Task goal: Your answer should be a number only: the count of lines in the following entries that contain "impl".

Record excerpts:
....................
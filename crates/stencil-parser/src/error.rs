//! Parse error types.

use stencil_foundation::SourceLocation;
use stencil_lexer::{LexErrorKind, Token};

/// Parse error with source location and context.
#[derive(Debug, Clone, PartialEq, thiserror::Error)]
#[error("{message} at {location}")]
pub struct ParseError {
    pub kind: ParseErrorKind,
    pub location: SourceLocation,
    pub message: String,
}

/// Category of parse error.
#[derive(Debug, Clone, PartialEq)]
pub enum ParseErrorKind {
    /// A token other than the one the grammar requires.
    UnexpectedToken,

    /// Input ended inside an unfinished construct.
    UnexpectedEof,

    /// Tokens are present but form an invalid construct, e.g. `1 = x`.
    InvalidSyntax,

    /// The lexer produced an error token here.
    Lex(LexErrorKind),
}

impl ParseError {
    /// Create an "expected token" error.
    pub fn expected_token(expected: &Token, found: Option<&Token>, location: SourceLocation) -> Self {
        match found {
            Some(Token::Error(kind)) => Self::lex(kind.clone(), location),
            Some(token) => Self {
                kind: ParseErrorKind::UnexpectedToken,
                location,
                message: format!("expected '{expected}', found '{token}'"),
            },
            None => Self {
                kind: ParseErrorKind::UnexpectedEof,
                location,
                message: format!("expected '{expected}', found end of input"),
            },
        }
    }

    /// Create an "unexpected token" error.
    pub fn unexpected_token(found: Option<&Token>, context: &str, location: SourceLocation) -> Self {
        match found {
            Some(Token::Error(kind)) => Self::lex(kind.clone(), location),
            Some(token) => Self {
                kind: ParseErrorKind::UnexpectedToken,
                location,
                message: format!("unexpected '{token}' {context}"),
            },
            None => Self {
                kind: ParseErrorKind::UnexpectedEof,
                location,
                message: format!("unexpected end of input {context}"),
            },
        }
    }

    /// Create an "invalid syntax" error.
    pub fn invalid_syntax(message: impl Into<String>, location: SourceLocation) -> Self {
        Self {
            kind: ParseErrorKind::InvalidSyntax,
            location,
            message: message.into(),
        }
    }

    /// Wrap a lexer error token.
    pub fn lex(kind: LexErrorKind, location: SourceLocation) -> Self {
        Self {
            message: kind.to_string(),
            kind: ParseErrorKind::Lex(kind),
            location,
        }
    }

    /// Whether this error originated in the lexer.
    pub fn is_lex_error(&self) -> bool {
        matches!(self.kind, ParseErrorKind::Lex(_))
    }
}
....................
Response area: 2